Bayer sold its diabetes business to Panasonic Healthcare. The Japanese medical giant agreed to pay €1 billion ($1.2 billion) for the unit, which it will combine with its own blood glucose monitoring business. The sector is getting hit by falling government subsidies, but Panasonic plans to combine the businesses to reduce costs.

The US pulled back on its attempt to export its insane drug prices. American negotiators gave up on efforts to include drug price protections in the Trans-Pacific Partnership trade pact. But it’s still angling to give big pharmaceutical companies more leverage against foreign governments.

Microsoft rolled out its gigantic new tablet. The touchscreen Surface Hub comes in 55- and 84-inch (137-213 cm) versions. Unlike most consumer electronics, it is made in America.

Quartz obsession interlude

Melvin Backman on tectonic shifts in the energy sector: “Thanks to controversial fracking techniques and massive investments in shale, the US has raised its oil output dramatically. It now produces more of the stuff than Saudi Arabia for the first time since 1991—a fact that gives an extra edge to the two countries’ battle for energy supremacy.” Read more here.

Matters of debate

Developing economies are leaking dirty money. For every $1 invested or donated in the Philippines, almost $5 leaves illicitly.

It’s time for central banks to abandon zero percent interest rates. The strategy has outlived its usefulness.

Lawsuits against governments are getting out of hand. Too many corporations are abusing the system.

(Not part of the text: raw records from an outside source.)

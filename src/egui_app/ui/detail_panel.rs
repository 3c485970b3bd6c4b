//! Run detail panel: header, progress, stat grid, notes, history keys.

use eframe::egui::{self, ProgressBar, RichText};

use crate::metrics::{self, MetricSnapshot};
use crate::sync::SyncPhase;
use crate::wandb::RunDetail;

use super::DashboardApp;
use super::{dim_color, error_color, state_color};

impl DashboardApp {
    pub(super) fn render_detail_panel(&mut self, ctx: &egui::Context) {
        egui::CentralPanel::default().show(ctx, |ui| {
            if self.controller.detail.selection().is_none() {
                ui.add_space(12.0);
                ui.label(
                    RichText::new("Select a run to view details.").color(dim_color()),
                );
                return;
            }

            if self.controller.detail.phase() == SyncPhase::Loading {
                ui.horizontal(|ui| {
                    ui.spinner();
                    ui.label(RichText::new("Updating").color(dim_color()).small());
                });
            }
            if let Some(error) = self.controller.detail.error() {
                ui.label(RichText::new(error).color(error_color()));
                ui.add_space(4.0);
            }

            let Some(detail) = self.controller.detail.detail() else {
                // Selected but nothing fetched yet; header falls back to the
                // selection's name.
                if let Some(selection) = self.controller.detail.selection() {
                    ui.heading(&selection.name);
                }
                return;
            };
            render_detail(ui, detail);
        });
    }
}

fn render_detail(ui: &mut egui::Ui, detail: &RunDetail) {
    ui.horizontal(|ui| {
        ui.heading(detail.title());
        ui.with_layout(egui::Layout::right_to_left(egui::Align::Center), |ui| {
            ui.label(
                RichText::new(detail.state.label()).color(state_color(detail.state)),
            );
        });
    });
    let tags_line = if detail.tags.is_empty() {
        "No tags".to_string()
    } else {
        detail.tags.join(" · ")
    };
    ui.label(RichText::new(tags_line).color(dim_color()).small());
    ui.add_space(8.0);

    let snapshot = metrics::normalize(&detail.summary_metrics);
    if let Some(progress) = snapshot.progress {
        ui.horizontal(|ui| {
            ui.label(RichText::new("Progress").color(dim_color()).small());
            ui.with_layout(egui::Layout::right_to_left(egui::Align::Center), |ui| {
                ui.label(
                    RichText::new(format!(
                        "{} / {} ({}%)",
                        metrics::format_count(Some(progress.current)),
                        metrics::format_count(Some(progress.total)),
                        progress.percent
                    ))
                    .small(),
                );
            });
        });
        ui.add(ProgressBar::new(progress.percent as f32 / 100.0));
        ui.add_space(8.0);
    }

    render_stat_grid(ui, &snapshot);

    if let Some(notes) = detail.notes.as_deref().filter(|n| !n.trim().is_empty()) {
        ui.add_space(8.0);
        ui.label(RichText::new("Notes").color(dim_color()).small());
        ui.label(notes);
    }
    if !detail.history_keys.is_empty() {
        ui.add_space(8.0);
        ui.label(RichText::new("History metrics").color(dim_color()).small());
        ui.label(RichText::new(detail.history_keys.join(", ")).small());
    }
}

fn render_stat_grid(ui: &mut egui::Ui, snapshot: &MetricSnapshot) {
    egui::Grid::new("run_stats")
        .num_columns(2)
        .spacing([32.0, 4.0])
        .show(ui, |ui| {
            stat_row(ui, "Train Loss", metrics::format_fixed4(snapshot.train_loss));
            stat_row(ui, "Eval Loss", metrics::format_fixed4(snapshot.eval_loss));
            stat_row(ui, "Accuracy", metrics::format_fixed4(snapshot.accuracy));
            stat_row(
                ui,
                "Learning Rate",
                metrics::format_exponential(snapshot.learning_rate),
            );
            stat_row(ui, "Step", metrics::format_count(snapshot.step));
            stat_row(ui, "Throughput", metrics::format_fixed2(snapshot.throughput));
        });
}

fn stat_row(ui: &mut egui::Ui, label: &str, value: String) {
    ui.label(RichText::new(label).color(dim_color()).small());
    ui.label(value);
    ui.end_row();
}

Electricity is just about everything in Africa. Former UK PM Tony Blair argues it is the precondition for success.

Failure is preferable to delay. “Before I begin” is the most destructive phrase in the English language.

Surprising discoveries

Scientists invented a computer that runs on water. Alas, its function is limited to mixing and matching droplets.

Surgeons used 3D printing to separate conjoined twins. They used a printed model of their bodies to plan the operation.

Jamie Dimon wants to mansplain banking to Elizabeth Warren. He doesn’t think she “fully understands the global banking system.”

More than 5,000 streets in Russia are named after Lenin. But only one bears the name of Vladimir Putin.

US-Cuban diplomatic relations are trickling into fashion. Fidel lookalikes are showing up in magazine spreads.